50 Jahrfeier der Kreisverkehrswacht

 

Klein aber fein“ sagten die Besucher zur 50 Jahrfeier der Kreisverkehrswacht. Am 30.Juni fand diese Feier im Landratsamt Bad Tölz statt. Sie wurde von Kindergarten- und Grundschulkindern musikalisch umrahmt.
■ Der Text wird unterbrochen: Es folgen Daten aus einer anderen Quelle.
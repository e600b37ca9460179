pub mod aggregate;

pub use aggregate::MessageTemplate;
use crate::domain::a004_broadcast_list::api;
use crate::layout::toast_service::use_toast;
use crate::shared::components::Modal;
use crate::shared::recipient_selector::RecipientSelector;
use contracts::domain::a004_broadcast_list::{ListKind, ListRef, SaveBroadcastListDto};
use contracts::shared::recipients::SelectedRecipients;
use leptos::prelude::*;
use leptos::task::spawn_local;
use thaw::*;

const KIND_FARMER: &str = "farmer";
const KIND_CONTACT: &str = "contact";

fn kind_from_code(code: &str) -> ListKind {
    if code == KIND_CONTACT {
        ListKind::ContactList
    } else {
        ListKind::FarmerList
    }
}

/// Create or edit a saved list. Mounted only while open, so every opening
/// starts from a clean state.
#[component]
pub fn BroadcastListModal(
    open: RwSignal<bool>,
    /// List being edited; `None` creates a new one
    editing: Option<ListRef>,
    on_saved: Callback<()>,
) -> impl IntoView {
    let toast = use_toast();
    let name = RwSignal::new(String::new());
    let description = RwSignal::new(String::new());
    let kind_code = RwSignal::new(KIND_FARMER.to_string());
    let selected = RwSignal::new(SelectedRecipients::new());
    let (loading, set_loading) = signal(false);
    let (saving, set_saving) = signal(false);
    let (error, set_error) = signal::<Option<String>>(None);

    let editing_id = editing.as_ref().map(|l| l.id.clone());
    let is_edit = editing.is_some();

    if let Some(list_ref) = editing {
        kind_code.set(
            match list_ref.kind {
                ListKind::FarmerList => KIND_FARMER,
                ListKind::ContactList => KIND_CONTACT,
            }
            .to_string(),
        );
        set_loading.set(true);
        spawn_local(async move {
            match api::fetch_list(&list_ref).await {
                Ok(list) => {
                    name.set(list.name.clone());
                    description.set(list.description.clone().unwrap_or_default());
                    selected.update(|s| {
                        for member in list.members() {
                            s.add(member);
                        }
                    });
                }
                Err(e) => set_error.set(Some(e.message_or("Could not load the list"))),
            }
            set_loading.set(false);
        });
    }

    let save = move || {
        let kind = kind_from_code(&kind_code.get_untracked());
        let picked: Vec<_> = selected.with_untracked(|s| s.iter().cloned().collect());
        let (dto, skipped) = SaveBroadcastListDto::from_selection(
            kind,
            &name.get_untracked(),
            &description.get_untracked(),
            &picked,
        );
        if let Err(msg) = dto.validate() {
            set_error.set(Some(msg));
            return;
        }
        if skipped > 0 {
            toast.warning(format!(
                "{} recipient(s) are not stored farmers and were left out of the farmer list",
                skipped
            ));
        }
        set_error.set(None);
        set_saving.set(true);
        let id = editing_id.clone();
        spawn_local(async move {
            match api::save_list(kind, id.as_deref(), &dto).await {
                Ok(()) => {
                    toast.success(format!("List \"{}\" saved", dto.name));
                    on_saved.run(());
                }
                Err(e) => {
                    log::warn!("saving list failed: {}", e);
                    set_error.set(Some(e.message_or("Could not save the list")));
                }
            }
            set_saving.set(false);
        });
    };
    let save = StoredValue::new(save);

    let title = if is_edit { "Edit list" } else { "New list" };

    view! {
        <Modal
            open=open
            title=title.to_string()
            actions=std::sync::Arc::new(move || {
                view! {
                    <Button appearance=ButtonAppearance::Secondary on_click=move |_| open.set(false)>
                        "Cancel"
                    </Button>
                    <Button
                        appearance=ButtonAppearance::Primary
                        on_click=move |_| save.with_value(|f| f())
                        disabled=move || saving.get() || loading.get()
                    >
                        {move || if saving.get() { "Saving..." } else { "Save" }}
                    </Button>
                }
                .into_any()
            })
        >
            <div class="form">
                <div class="form__row">
                    <Label>"Name"</Label>
                    <Input value=name placeholder="e.g. Wai onion growers" />
                </div>
                <div class="form__row">
                    <Label>"Description"</Label>
                    <Input value=description placeholder="Optional" />
                </div>
                <div class="form__row">
                    <Label>"Type"</Label>
                    <Select value=kind_code disabled=is_edit>
                        <option value=KIND_FARMER>{ListKind::FarmerList.display_name()}</option>
                        <option value=KIND_CONTACT>{ListKind::ContactList.display_name()}</option>
                    </Select>
                </div>
                {move || error.get().map(|e| view! { <div class="field-error">{e}</div> })}
                <Show when=move || !loading.get() fallback=|| view! { <Spinner /> }>
                    <RecipientSelector selected=selected />
                </Show>
            </div>
        </Modal>
    }
}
Vor 50 Jahren ging hervor, was heute noch richtig ist sagte die Vorsitzende der Kreisverkehrswacht Ilka Fottner. Beide Städte, Bad Tölz und Wolfratshausen, hatten das Anliegen durch gezielte Maßnahmen, die Verkehrsdisziplin zu heben, und die Situation auf den Straßen zu verbessern. Gründungsmitglied und Altlandrat Dr. Ottmar Huber wies bereits im Jahre 1967 auf die besorgniserregende Entwicklung im Straßenverkehr und die Zunahme von schweren Verkehrsunfällen hin. Auch heute ist das Team der Kreisverkehrswacht bestrebt, die Gedanken ihrer Gründungsväter zu modernisieren so sagte die Vorsitzende. Ein Bestandteil unseres Lebens ist das sichere Unterwegs sein, dafür setzt sich die KVW ein. Denn trotz aller technischer Fortschritte im Fahrzeug wie ABS, Airbag und Abstandshalter bleibe beim Menschen das größte Gefahrenpotenzial. Der Straßenverkehr ist soziales Betätigungsfeld. Gerade deshalb müsse sich jeder so verhalten, dass er keinen verletzt. Dr. Florian Herrmann, der Präsident der LVW blickte auch auf die Anfänge zurück, das waren ganz andere Welten, Anfang der 70 Jahre wurden fast 20.000 Menschen in Deutschland im Verkehr getötet. Zum Vergleich: im Jahr 2016 lag die Todeszahl bei ungefähr 3.400, bei einem Verkehrsaufkommen von 54 Mill. Fahrzeugen. Was die Verkehrssicherheit betrifft, hat sich vieles verändert. Die Verkehrswacht habe die Aufgabe übernommen, die Menschen von Kindesbeinen an zu verantwortungsbewussten Verkehrsteilnehmern zu erziehen. Wenn es hier die Verkehrswacht nicht gäbe, müsste sie erfunden werden. Sie macht unsere Straßen durch ihre Arbeit sicherer.